* _Data for this exercise_
*****

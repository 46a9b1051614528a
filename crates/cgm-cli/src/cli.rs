//! CLI argument definitions using clap.

use std::path::PathBuf;

use clap::{Args, Parser, Subcommand, ValueEnum};
use uuid::Uuid;

/// Output format for commands
#[derive(Debug, Clone, Copy, Default, PartialEq, Eq, ValueEnum)]
pub enum OutputFormat {
    #[default]
    Text,
    Json,
    Csv,
}

/// Which glucose values to include
#[derive(Debug, Clone, Copy, Default, PartialEq, Eq, ValueEnum)]
pub enum GlucoseKind {
    /// Sensor values only
    #[default]
    Sensor,
    /// Blood glucose meter entries only
    Blood,
    /// Both
    All,
}

/// Reusable output format arguments
#[derive(Debug, Clone, Args)]
pub struct OutputArgs {
    /// Output format
    #[arg(short, long, value_enum)]
    pub format: Option<OutputFormat>,

    /// Omit header row in CSV output (useful for appending)
    #[arg(long)]
    pub no_header: bool,
}

#[derive(Parser)]
#[command(name = "cgm")]
#[command(author, version, about = "CLI for continuous glucose monitor sensors", long_about = None)]
pub struct Cli {
    /// Enable verbose output
    #[arg(short, long, global = true)]
    pub verbose: bool,

    /// Suppress non-essential output
    #[arg(short, long, global = true)]
    pub quiet: bool,

    /// Output as JSON (shorthand for --format json)
    #[arg(long, global = true)]
    pub json: bool,

    /// Output compact JSON (no pretty-printing)
    #[arg(long, global = true)]
    pub compact: bool,

    /// Disable colored output
    #[arg(long, global = true, env = "NO_COLOR")]
    pub no_color: bool,

    /// Database file (defaults to the config value, then the platform data directory)
    #[arg(long, global = true, env = "CGM_DATABASE")]
    pub database: Option<PathBuf>,

    /// Write output to file instead of stdout
    #[arg(short, long, global = true)]
    pub output: Option<PathBuf>,

    #[command(subcommand)]
    pub command: Commands,
}

#[derive(Subcommand)]
pub enum Commands {
    /// Pair with a virtual sensor and stream simulated readings through the pipeline
    Simulate(SimulateArgs),

    /// Show the paired sensor and the latest glucose value
    Status {
        #[command(flatten)]
        output: OutputArgs,

        /// Super-compact single-line output for scripting
        #[arg(long)]
        brief: bool,
    },

    /// Show stored glucose history
    History(HistoryArgs),

    /// Manage custom calibration points of the paired sensor
    Calibration {
        #[command(subcommand)]
        action: CalibrationAction,
    },

    /// Record a blood glucose meter reading
    #[command(name = "bg")]
    BloodGlucose {
        /// Value in mg/dL
        #[arg(value_parser = parse_glucose)]
        value: i32,
    },

    /// Forget the paired sensor (history is kept)
    Reset {
        /// Do not ask for confirmation
        #[arg(short, long)]
        yes: bool,
    },

    /// Manage configuration
    Config {
        #[command(subcommand)]
        action: ConfigAction,
    },

    /// Generate shell completions
    Completions {
        /// Shell to generate completions for
        #[arg(value_enum)]
        shell: clap_complete::Shell,
    },
}

/// Arguments for the simulate command
#[derive(Debug, Clone, Args)]
pub struct SimulateArgs {
    /// Number of simulated minutes to stream
    #[arg(short, long, default_value = "30")]
    pub minutes: u32,

    /// Time acceleration (60 streams one simulated minute per second)
    #[arg(short, long)]
    pub speed: Option<f64>,

    /// Seed for the virtual sensor; the same seed is the same sensor
    #[arg(long)]
    pub seed: Option<u64>,

    /// Sensor age in minutes when the simulation starts
    #[arg(long)]
    pub age: Option<u32>,

    /// Event output format (text, json)
    #[arg(short, long, value_enum)]
    pub format: Option<OutputFormat>,

    /// Do not read or write the database
    #[arg(long)]
    pub ephemeral: bool,
}

/// Arguments for the history command
#[derive(Debug, Clone, Args)]
pub struct HistoryArgs {
    #[command(flatten)]
    pub output: OutputArgs,

    /// Maximum number of values (0 for all)
    #[arg(short = 'n', long, default_value = "0")]
    pub limit: u32,

    /// Values since this date/time (RFC3339 or YYYY-MM-DD)
    #[arg(long)]
    pub since: Option<String>,

    /// Values until this date/time (RFC3339 or YYYY-MM-DD)
    #[arg(long)]
    pub until: Option<String>,

    /// Which values to include
    #[arg(short, long, value_enum, default_value = "sensor")]
    pub kind: GlucoseKind,

    /// Oldest first
    #[arg(long)]
    pub reverse: bool,
}

/// Calibration subcommands
#[derive(Debug, Clone, Subcommand)]
pub enum CalibrationAction {
    /// List calibration points
    List {
        #[command(flatten)]
        output: OutputArgs,
    },

    /// Calibrate the latest sensor reading against a reference value
    Add {
        /// Reference value in mg/dL
        #[arg(value_parser = parse_reference)]
        value: f64,
    },

    /// Remove a calibration point
    #[command(alias = "rm")]
    Remove {
        /// Calibration point id
        id: Uuid,
    },
}

/// Configuration subcommands
#[derive(Debug, Clone, Subcommand)]
pub enum ConfigAction {
    /// Show current configuration
    Show,

    /// Show configuration file path
    Path,

    /// Initialize default configuration
    Init {
        /// Overwrite an existing file
        #[arg(long)]
        force: bool,
    },
}

/// Parse a glucose value in mg/dL
fn parse_glucose(s: &str) -> Result<i32, String> {
    let value: i32 = s
        .parse()
        .map_err(|_| format!("'{}' is not a valid number", s))?;
    if (20..=600).contains(&value) {
        Ok(value)
    } else {
        Err(format!("Invalid glucose value '{}'. Valid range: 20-600 mg/dL", value))
    }
}

/// Parse a calibration reference value in mg/dL
fn parse_reference(s: &str) -> Result<f64, String> {
    let value: f64 = s
        .parse()
        .map_err(|_| format!("'{}' is not a valid number", s))?;
    if value.is_finite() && (20.0..=600.0).contains(&value) {
        Ok(value)
    } else {
        Err(format!("Invalid reference value '{}'. Valid range: 20-600 mg/dL", s))
    }
}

*****

* _What is being asked_
A word-for-word copy of the listing is the expected answer.

* _Written response_
repository 46a9b1051614528a
filename crates/cgm-cli/src/cli.rs
//! CLI argument definitions using clap.

use std::path::PathBuf;

use clap::{Args, Parser, Subcommand, ValueEnum};
use uuid::Uuid;

/// Output format for commands
#[derive(Debug, Clone, Copy, Default, PartialEq, Eq, ValueEnum)]
pub enum OutputFormat {
    #[default]
    Text,
    Json,
    Csv,
}

/// Which glucose values to include
#[derive(Debug, Clone, Copy, Default, PartialEq, Eq, ValueEnum)]
pub enum GlucoseKind {
    /// Sensor values only
    #[default]
    Sensor,
    /// Blood glucose meter entries only
    Blood,
    /// Both
    All,
}

/// Reusable output format arguments
#[derive(Debug, Clone, Args)]
pub struct OutputArgs {
    /// Output format
    #[arg(short, long, value_enum)]
    pub format: Option<OutputFormat>,

    /// Omit header row in CSV output (useful for appending)
    #[arg(long)]
    pub no_header: bool,
}

#[derive(Parser)]
#[command(name = "cgm")]
#[command(author, version, about = "CLI for continuous glucose monitor sensors", long_about = None)]
pub struct Cli {
    /// Enable verbose output
    #[arg(short, long, global = true)]
    pub verbose: bool,

    /// Suppress non-essential output
    #[arg(short, long, global = true)]
    pub quiet: bool,

    /// Output as JSON (shorthand for --format json)
    #[arg(long, global = true)]
    pub json: bool,

    /// Output compact JSON (no pretty-printing)
    #[arg(long, global = true)]
    pub compact: bool,

    /// Disable colored output
    #[arg(long, global = true, env = "NO_COLOR")]
    pub no_color: bool,

    /// Database file (defaults to the config value, then the platform data directory)
    #[arg(long, global = true, env = "CGM_DATABASE")]
    pub database: Option<PathBuf>,

    /// Write output to file instead of stdout
    #[arg(short, long, global = true)]
    pub output: Option<PathBuf>,

    #[command(subcommand)]
    pub command: Commands,
}

#[derive(Subcommand)]
pub enum Commands {
    /// Pair with a virtual sensor and stream simulated readings through the pipeline
    Simulate(SimulateArgs),

    /// Show the paired sensor and the latest glucose value
    Status {
        #[command(flatten)]
        output: OutputArgs,

        /// Super-compact single-line output for scripting
        #[arg(long)]
        brief: bool,
    },

    /// Show stored glucose history
    History(HistoryArgs),

    /// Manage custom calibration points of the paired sensor
    Calibration {
        #[command(subcommand)]
        action: CalibrationAction,
    },

    /// Record a blood glucose meter reading
    #[command(name = "bg")]
    BloodGlucose {
        /// Value in mg/dL
        #[arg(value_parser = parse_glucose)]
        value: i32,
    },

    /// Forget the paired sensor (history is kept)
    Reset {
        /// Do not ask for confirmation
        #[arg(short, long)]
        yes: bool,
    },

    /// Manage configuration
    Config {
        #[command(subcommand)]
        action: ConfigAction,
    },

    /// Generate shell completions
    Completions {
        /// Shell to generate completions for
        #[arg(value_enum)]
        shell: clap_complete::Shell,
    },
}

/// Arguments for the simulate command
#[derive(Debug, Clone, Args)]
pub struct SimulateArgs {
    /// Number of simulated minutes to stream
    #[arg(short, long, default_value = "30")]
    pub minutes: u32,

    /// Time acceleration (60 streams one simulated minute per second)
    #[arg(short, long)]
    pub speed: Option<f64>,

    /// Seed for the virtual sensor; the same seed is the same sensor
    #[arg(long)]
    pub seed: Option<u64>,

    /// Sensor age in minutes when the simulation starts
    #[arg(long)]
    pub age: Option<u32>,

    /// Event output format (text, json)
    #[arg(short, long, value_enum)]
    pub format: Option<OutputFormat>,

    /// Do not read or write the database
    #[arg(long)]
    pub ephemeral: bool,
}

/// Arguments for the history command
#[derive(Debug, Clone, Args)]
pub struct HistoryArgs {
    #[command(flatten)]
    pub output: OutputArgs,

    /// Maximum number of values (0 for all)
    #[arg(short = 'n', long, default_value = "0")]
    pub limit: u32,

    /// Values since this date/time (RFC3339 or YYYY-MM-DD)
    #[arg(long)]
    pub since: Option<String>,

    /// Values until this date/time (RFC3339 or YYYY-MM-DD)
    #[arg(long)]
    pub until: Option<String>,

    /// Which values to include
    #[arg(short, long, value_enum, default_value = "sensor")]
    pub kind: GlucoseKind,

    /// Oldest first
    #[arg(long)]
    pub reverse: bool,
}

/// Calibration subcommands
#[derive(Debug, Clone, Subcommand)]
pub enum CalibrationAction {
    /// List calibration points
    List {
        #[command(flatten)]
        output: OutputArgs,
    },

    /// Calibrate the latest sensor reading against a reference value
    Add {
        /// Reference value in mg/dL
        #[arg(value_parser = parse_reference)]
        value: f64,
    },

    /// Remove a calibration point
    #[command(alias = "rm")]
    Remove {
        /// Calibration point id
        id: Uuid,
    },
}

/// Configuration subcommands
#[derive(Debug, Clone, Subcommand)]
pub enum ConfigAction {
    /// Show current configuration
    Show,

    /// Show configuration file path
    Path,

    /// Initialize default configuration
    Init {
        /// Overwrite an existing file
        #[arg(long)]
        force: bool,
    },
}

/// Parse a glucose value in mg/dL
fn parse_glucose(s: &str) -> Result<i32, String> {
    let value: i32 = s
        .parse()
        .map_err(|_| format!("'{}' is not a valid number", s))?;
    if (20..=600).contains(&value) {
        Ok(value)
    } else {
        Err(format!("Invalid glucose value '{}'. Valid range: 20-600 mg/dL", value))
    }
}

/// Parse a calibration reference value in mg/dL
fn parse_reference(s: &str) -> Result<f64, String> {
    let value: f64 = s
        .parse()
        .map_err(|_| format!("'{}' is not a valid number", s))?;
    if value.is_finite() && (20.0..=600.0).contains(&value) {
        Ok(value)
    } else {
        Err(format!("Invalid reference value '{}'. Valid range: 20-600 mg/dL", s))
    }
}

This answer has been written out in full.